CARE-PD: A Multi-Site Anonymized Clinical Dataset for Parkinson’s Disease Gait Assessment
(NeurIPS 2025)
CARE-PD is a dataset and evaluation benchmark suite for clinical gait analysis in Parkinson’s Disease, released as part of NeurIPS 2025 Datasets & Benchmarks Track submission.
CARE-PD is the largest publicly available archive of 3D mesh gait data for Parkinson's Disease (PD) and the first to include data collected across multiple sites. The dataset aggregates 9 cohorts from 8 clinical sites, including 363 participants spanning a range of disease severity. All recordings—whether from RGB video or motion capture—are unified into anonymized SMPL body gait meshes through a curated harmonization pipeline.

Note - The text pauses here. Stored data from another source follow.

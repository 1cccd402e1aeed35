//! Dynamic bit vector with logarithmic-time positional edits and queries.
//!
//! The vector is an AVL tree whose leaves hold packed bit blocks of a fixed
//! capacity `S`. Every internal node stores the number of bits and the
//! number of set bits in its left subtree, which routes any positional
//! operation to the right leaf in $O(\log n)$ and answers rank and select
//! along the way.
//!
//! # Occupancy band
//!
//! Leaves are kept between `S/4` and `S` bits. A leaf that overflows on
//! insert splits into two half-full leaves; a leaf that drains to `S/4` on
//! delete either steals bits from a neighbor holding at least `3S/4` or
//! merges with it. The band keeps storage within a constant factor of the
//! raw bit count while bounding the tree's leaf count, and the AVL
//! rotations bound its depth.
//!
//! # Counter maintenance
//!
//! Every mutation touches one leaf and then climbs to the root once,
//! applying its `(bits, ones)` delta at each ancestor entered from the
//! left. Splits, steals, merges and rotations preserve the counters by
//! construction; `validate` checks the whole invariant set on demand.

use std::ops::Index;

use crate::block::Block;
use crate::error::{Error, Result};
use crate::tree::{NodeId, Tree};

/// Default leaf block capacity in bits.
const DEFAULT_BLOCK_SIZE: usize = 512;

/// A dynamic bit vector supporting insert, delete, in-place mutation,
/// access, rank and select, all in time logarithmic in its length.
pub struct BitVector {
    tree: Tree,
    len: u32,
    block_size: u32,
    target: u32,
    split_bound: u32,
    lower_bound: u32,
}

impl std::fmt::Debug for BitVector {
    fn fmt(&self, f: &mut std::fmt::Formatter<'_>) -> std::fmt::Result {
        f.debug_struct("BitVector")
            .field("len", &self.len)
            .field("ones", &self.count_ones())
            .field("block_size", &self.block_size)
            .finish()
    }
}

impl Default for BitVector {
    fn default() -> Self {
        Self::new()
    }
}
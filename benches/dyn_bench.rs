use criterion::{black_box, criterion_group, criterion_main, Criterion};
use dbits::bitvec::BitVector;
use dbits::naive::NaiveBitVector;

const N: usize = 1 << 16;

fn build_front(block_size: usize, count: usize) -> BitVector {
    let mut bv = BitVector::with_block_size(block_size);
    for i in 0..count {
        bv.insert(0, i % 2 == 0).unwrap();
    }
    bv
}

fn bench_edits(c: &mut Criterion) {
    let mut group = c.benchmark_group("edits");

    for block_size in [8usize, 512] {
        group.bench_function(format!("insert_front/s{block_size}"), |b| {
            b.iter(|| black_box(build_front(block_size, N)));
        });
        group.bench_function(format!("delete_front/s{block_size}"), |b| {
            b.iter_batched(
                || build_front(block_size, N),
                |mut bv| {
                    for _ in 0..N {
                        bv.remove(0).unwrap();
                    }
                    black_box(bv)
                },
                criterion::BatchSize::LargeInput,
            );
        });
    }

    group.bench_function("insert_front/naive", |b| {
        b.iter(|| {
            let mut nv = NaiveBitVector::new();
            for i in 0..N {
                nv.insert(0, i % 2 == 0).unwrap();
            }
            black_box(nv)
        });
    });

    group.finish();
}

fn bench_queries(c: &mut Criterion) {
    let mut group = c.benchmark_group("queries");

    for block_size in [8usize, 512] {
        let bv = build_front(block_size, N);
        group.bench_function(format!("rank/s{block_size}"), |b| {
            b.iter(|| {
                for i in 0..N {
                    black_box(bv.rank(i / 2 + 1, i % 2 == 0));
                }
            })
        });
        group.bench_function(format!("select/s{block_size}"), |b| {
            b.iter(|| {
                for k in 1..=N / 2 {
                    black_box(bv.select(k, true).unwrap());
                }
            })
        });
        group.bench_function(format!("access/s{block_size}"), |b| {
            b.iter(|| {
                for i in 0..N {
                    black_box(bv.get(i).unwrap());
                }
            })
        });
    }

    group.finish();
}

criterion_group!(benches, bench_edits, bench_queries);
criterion_main!(benches);
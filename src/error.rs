//! Error types for dynamic bit vector operations.

use thiserror::Error;

/// Error variants for dynamic bit vector operations.
#[derive(Debug, Error, PartialEq, Eq)]
pub enum Error {
    /// An index was provided that is out of the vector's bounds.
    #[error("index {0} out of bounds for length {1}")]
    IndexOutOfBounds(usize, usize),

    /// A selection query was performed for an occurrence that does not exist.
    #[error("invalid selection: occurrence {0} not found")]
    InvalidSelection(usize),
}

/// A specialized Result type for bit vector operations.
pub type Result<T> = std::result::Result<T, Error>;
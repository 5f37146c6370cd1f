// Copyright (c) 2026 Pegasus Heavy Industries LLC
// Licensed under the MIT License

//! Error types shared by the controller and its collaborators.

use std::io;
use std::path::PathBuf;
use std::time::Duration;
use thiserror::Error;

/// Rejected configuration. Always fatal, raised before the loop starts.
#[derive(Debug, Error)]
pub enum ConfigError {
    #[error("failed to read config {path}: {source}")]
    Read {
        path: PathBuf,
        #[source]
        source: io::Error,
    },

    #[error("failed to parse config {path}: {message}")]
    Parse { path: PathBuf, message: String },

    #[error("failed to write config {path}: {message}")]
    Write { path: PathBuf, message: String },

    #[error("temp_full ({temp_full}°C) must be greater than temp_off ({temp_off}°C)")]
    TempRange { temp_off: f64, temp_full: f64 },

    #[error("duty_min ({duty_min}) must not exceed duty_max ({duty_max})")]
    DutyRange { duty_min: u8, duty_max: u8 },

    #[error("poll interval must be a positive number of seconds, got {0}")]
    PollInterval(f64),

    #[error("hysteresis band must be a finite value >= 0, got {0}")]
    Hysteresis(f64),

    #[error("io_timeout_ms must be greater than zero")]
    IoTimeout,

    #[error("{field} must be a finite temperature, got {value}")]
    NonFinite { field: &'static str, value: f64 },

    #[error("PWM period must be between 1 and {max} ns, got {value}")]
    Period { value: u64, max: u64 },

    #[error("GPIO PWM frequency must be a positive number of Hz, got {0}")]
    GpioFrequency(f64),

    #[error("GPIO pin {0} is out of range (0-27)")]
    GpioOutOfRange(u8),

    #[error(transparent)]
    Channel(#[from] ActuatorError),
}

/// A single failed temperature sample. Never fatal.
#[derive(Debug, Error)]
pub enum SensorError {
    #[error("temperature source {0} does not exist")]
    Missing(PathBuf),

    #[error("could not parse temperature from {raw:?}")]
    Parse { raw: String },

    #[error("temperature reading is not finite")]
    NotFinite,

    #[error("error reading temperature: {0}")]
    Io(#[from] io::Error),

    #[error("temperature read timed out after {0:?}")]
    Timeout(Duration),
}

/// Errors from acquiring or driving a PWM output.
#[derive(Debug, Error)]
pub enum ActuatorError {
    #[error("unrecognised output channel {0:?} (expected hwmonN/pwmM, pwmchipN/pwmM or gpioN)")]
    UnknownChannel(String),

    #[error("output channel {channel} not found at {path}")]
    ChannelNotFound { channel: String, path: PathBuf },

    #[error("I/O error on {channel}: {source}")]
    Io {
        channel: String,
        #[source]
        source: io::Error,
    },

    #[error("GPIO {pin}: {source}")]
    Gpio {
        pin: u8,
        #[source]
        source: rppal::gpio::Error,
    },

    #[error("duty write timed out after {0:?}")]
    Timeout(Duration),

    #[error("output has already been released")]
    Released,
}

impl ActuatorError {
    /// Wrap an I/O error, promoting `NotFound` to [`ActuatorError::ChannelNotFound`].
    pub(crate) fn from_io(channel: &str, path: PathBuf, source: io::Error) -> Self {
        if source.kind() == io::ErrorKind::NotFound {
            ActuatorError::ChannelNotFound {
                channel: channel.to_string(),
                path,
            }
        } else {
            ActuatorError::Io {
                channel: channel.to_string(),
                source,
            }
        }
    }

    /// True when the output has gone away and further writes cannot succeed.
    pub fn is_unrecoverable(&self) -> bool {
        matches!(
            self,
            ActuatorError::ChannelNotFound { .. } | ActuatorError::Released
        )
    }
}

This dataset enables two main benchmarks:
- Supervised clinical score prediction: Estimating UPDRS gait scores from 3D meshes
- Unsupervised motion pretext tasks: Parkinsonian gait representation learning
git clone https://github.com/TaatiTeam/CARE-PD.git
cd CARE-PD
We tested our code on Python 3.9.21 and PyTorch 2.6.0
python -m venv carepd
source carepd/bin/activate
pip install --upgrade pip
pip install -r requirements.txt
pip install torch==2.6.0+cu118 torchvision==0.21.0+cu118 --index-url https://download.pytorch.org/whl/cu118
mkdir -p assets/datasets
Download the CARE-PD datasets from Dataverse and put them in the assets/datasets folder. Optionally you can download from HuggingFace:
huggingface-cli download vida-adl/CARE-PD --repo-type dataset --local-dir ./assets/datasets
You can use smpl_reader to read files and get a summary stats:
python data/smpl_reader.py --dataset PD-GaM BMCLab 3DGait T-SDU-PD DNE E-LC KUL-DT-T T-LTC T-SDU
Download preprocessed h36m formats from Dataverse and put them in the assets/datasets folder.
Rename the folder:
mv assets/datasets/h36m_preprocessed assets/datasets/h36m
You can also preprocess all datasets with the following command but it might take quite some time:
bash scripts/preprocess_smpl2h36m.sh
Download preprocessed HumanML3D formats from Dataverse and put them in the assets/datasets folder.
Rename the folder:
mv assets/datasets/HumanML3D_preprocessed assets/datasets/HumanML3D
You can also preprocess all datasets with the following command but it might take quite some time:
bash scripts/preprocess_smpl2humanml3d.sh
Download preprocessed 6D rotation formats from Dataverse and put them in the assets/datasets folder.
Rename the folder:
mv assets/datasets/6D_preprocessed assets/datasets/6D_SMPL
You can also preprocess all datasets with the following command but it might take quite some time:
bash scripts/preprocess_smpl2sixD.sh
Please also check dataset.md for more information. The dataset directory structure should look:
assets/
└── datasets/
└── 6D_SMPL/
├── 3DGait/
├── ...
├── folds/
├── Other_Datasets/
├── UPDRS_Datasets/
├── h36m/
├── 3DGait/
├── ...
├── HumanML3D/
├── 3DGait/
├── ...
├── 3DGait.pkl
├── BMCLab.pkl
├── DNE.pkl
├── E-LC.pkl
├── KUL-DT-T.pkl
├── PD-GaM.pkl
├── T-LTC.pkl
├── T-SDU-PD.pkl
├── T-SDU.pkl
bash scripts/download_models.sh
Pretrained checkpoints will be downloaded in assets/Pretrained_checkpoints
The output for each experiment will be saved inside a folder in experiment_outs/**experiment_name** specified in the config json file. To see full list for configs please check the config generator for each model inside ./configs folder.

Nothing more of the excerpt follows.